● **TASK PROMPT**
Return every line of the records that includes the string "stopped".
[AVAILABLE DATA — start]
use redis::AsyncCommands;
use redis::Client;
use std::fmt::Display;
use tokio::sync::mpsc;

use crate::error::AppError;
use crate::error::AppResult;

/// Keys for cached TMDB responses
#[derive(Debug, Clone, PartialEq, Eq, Hash)]
pub enum CacheKey {
    /// Title search, keyed case-insensitively
    MovieSearch(String),
    /// Recommendations for a TMDB movie id
    MovieRecommendations(i64),
}

impl Display for CacheKey {
    fn fmt(&self, f: &mut std::fmt::Formatter<'_>) -> std::fmt::Result {
        match self {
            CacheKey::MovieSearch(title) => {
                write!(f, "tmdb:search:{}", title.trim().to_lowercase())
            }
            CacheKey::MovieRecommendations(id) => write!(f, "tmdb:recs:{}", id),
        }
    }
}

/// Creates a Redis client for caching
pub fn create_redis_client(redis_url: &str) -> anyhow::Result<Client> {
    let client = Client::open(redis_url)?;
    Ok(client)
}

struct PendingWrite {
    key: String,
    value: String,
    ttl: u64,
}

/// Read-through cache for TMDB responses
///
/// Reads go straight to Redis. Writes are queued to a background task so a response
/// never waits on the cache.
#[derive(Clone)]
pub struct Cache {
    redis_client: Client,
    write_tx: mpsc::UnboundedSender<PendingWrite>,
}

/// Stops the background writer after flushing queued writes
pub struct CacheWriterHandle {
    shutdown_tx: mpsc::Sender<()>,
    task: tokio::task::JoinHandle<()>,
}

impl CacheWriterHandle {
    /// Signals the writer and waits until every queued write has been attempted
    pub async fn shutdown(self) {
        let _ = self.shutdown_tx.send(()).await;
        if let Err(e) = self.task.await {
            tracing::error!(error = %e, "Cache writer task panicked");
        }
    }
}

impl Cache {
    /// Creates the cache and spawns its writer task
    pub fn new(redis_client: Client) -> (Self, CacheWriterHandle) {
        let (write_tx, write_rx) = mpsc::unbounded_channel();
        let (shutdown_tx, shutdown_rx) = mpsc::channel(1);

        let client = redis_client.clone();
        let task = tokio::spawn(Self::run_writer(client, write_rx, shutdown_rx));

        (
            Self {
                redis_client,
                write_tx,
            },
            CacheWriterHandle { shutdown_tx, task },
        )
    }

    async fn run_writer(
        client: Client,
        mut write_rx: mpsc::UnboundedReceiver<PendingWrite>,
        mut shutdown_rx: mpsc::Receiver<()>,
    ) {
        tracing::debug!("Cache writer started");

        loop {
            tokio::select! {
                Some(write) = write_rx.recv() => {
                    let key = write.key.clone();
                    if let Err(e) = Self::write(&client, write).await {
                        tracing::warn!(error = %e, key = %key, "Cache write failed");
                    }
                }
                _ = shutdown_rx.recv() => {
                    write_rx.close();
                    let mut flushed = 0usize;
                    while let Some(write) = write_rx.recv().await {
                        if let Err(e) = Self::write(&client, write).await {
                            tracing::warn!(error = %e, "Cache write failed during shutdown");
                        }
                        flushed += 1;
                    }
                    tracing::info!(flushed, "Cache writer stopped");
                    break;
                }
                else => break,
            }
        }
    }

    async fn write(client: &Client, write: PendingWrite) -> AppResult<()> {
        let mut conn = client.get_multiplexed_async_connection().await?;
        let _: () = conn.set_ex(write.key, write.value, write.ttl).await?;
        Ok(())
    }

    /// Returns the cached value for `key`, if present
    pub async fn get_from_cache<T: serde::de::DeserializeOwned>(
        &self,
        key: &CacheKey,
    ) -> AppResult<Option<T>> {
        let mut conn = self.redis_client.get_multiplexed_async_connection().await?;
        let cached: Option<String> = conn.get(key.to_string()).await?;

        cached
            .map(|json| {
                serde_json::from_str(&json).map_err(|e| {
                    AppError::Internal(format!("Cache deserialization error: {}", e))
                })
            })
            .transpose()
    }

    /// Queues `value` for storage under `key` with a TTL in seconds
    pub fn set_in_background<T: serde::Serialize>(&self, key: &CacheKey, value: &T, ttl: u64) {
        let value = match serde_json::to_string(value) {
            Ok(json) => json,
            Err(e) => {
                tracing::error!(error = %e, key = %key, "Cache serialization error");
                return;
            }
        };

        let write = PendingWrite {
            key: key.to_string(),
            value,
            ttl,
        };

        if self.write_tx.send(write).is_err() {
            tracing::warn!(key = %key, "Cache writer has stopped; dropping write");
        }
    }
}

#[cfg(test)]
mod tests {
    use super::*;

    fn redis_url() -> String {
        std::env::var("REDIS_URL").unwrap_or_else(|_| "redis://localhost:6379".to_string())
    }

    #[test]
    fn test_search_key_is_case_insensitive() {
        assert_eq!(
            CacheKey::MovieSearch("Inception".to_string()).to_string(),
            CacheKey::MovieSearch("  INCEPTION ".to_string()).to_string()
        );
        assert_eq!(
            CacheKey::MovieSearch("The Matrix".to_string()).to_string(),
            "tmdb:search:the matrix"
        );
    }

    #[test]
    fn test_recommendations_key() {
        assert_eq!(
            CacheKey::MovieRecommendations(27205).to_string(),
            "tmdb:recs:27205"
        );
    }

    #[tokio::test]
    async fn test_write_after_shutdown_is_dropped() {
        let client = create_redis_client("redis://127.0.0.1:1").unwrap();
        let (cache, handle) = Cache::new(client);

        handle.shutdown().await;

        // No writer is listening any more; this must not panic or block
        cache.set_in_background(&CacheKey::MovieRecommendations(1), &vec!["x"], 60);
    }

    #[tokio::test]
    #[ignore = "requires a running Redis at REDIS_URL"]
    async fn test_cache_round_trip() {
        let client = create_redis_client(&redis_url()).unwrap();
        let (cache, handle) = Cache::new(client.clone());

        let key = CacheKey::MovieSearch("cache_round_trip_test".to_string());
        let value = vec!["Inception".to_string(), "Interstellar".to_string()];

        let missing: Option<Vec<String>> = cache.get_from_cache(&key).await.unwrap();
        assert_eq!(missing, None);

        cache.set_in_background(&key, &value, 60);
        handle.shutdown().await;

        let stored: Option<Vec<String>> = cache.get_from_cache(&key).await.unwrap();
        assert_eq!(stored, Some(value));

        let mut conn = client.get_multiplexed_async_connection().await.unwrap();
        let _: () = conn.del(key.to_string()).await.unwrap();
    }
}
[AVAILABLE DATA — finish]
● **ANSWER FOR THIS EXERCISE**
                    tracing::info!(flushed, "Cache writer stopped");
            tracing::warn!(key = %key, "Cache writer has stopped; dropping write");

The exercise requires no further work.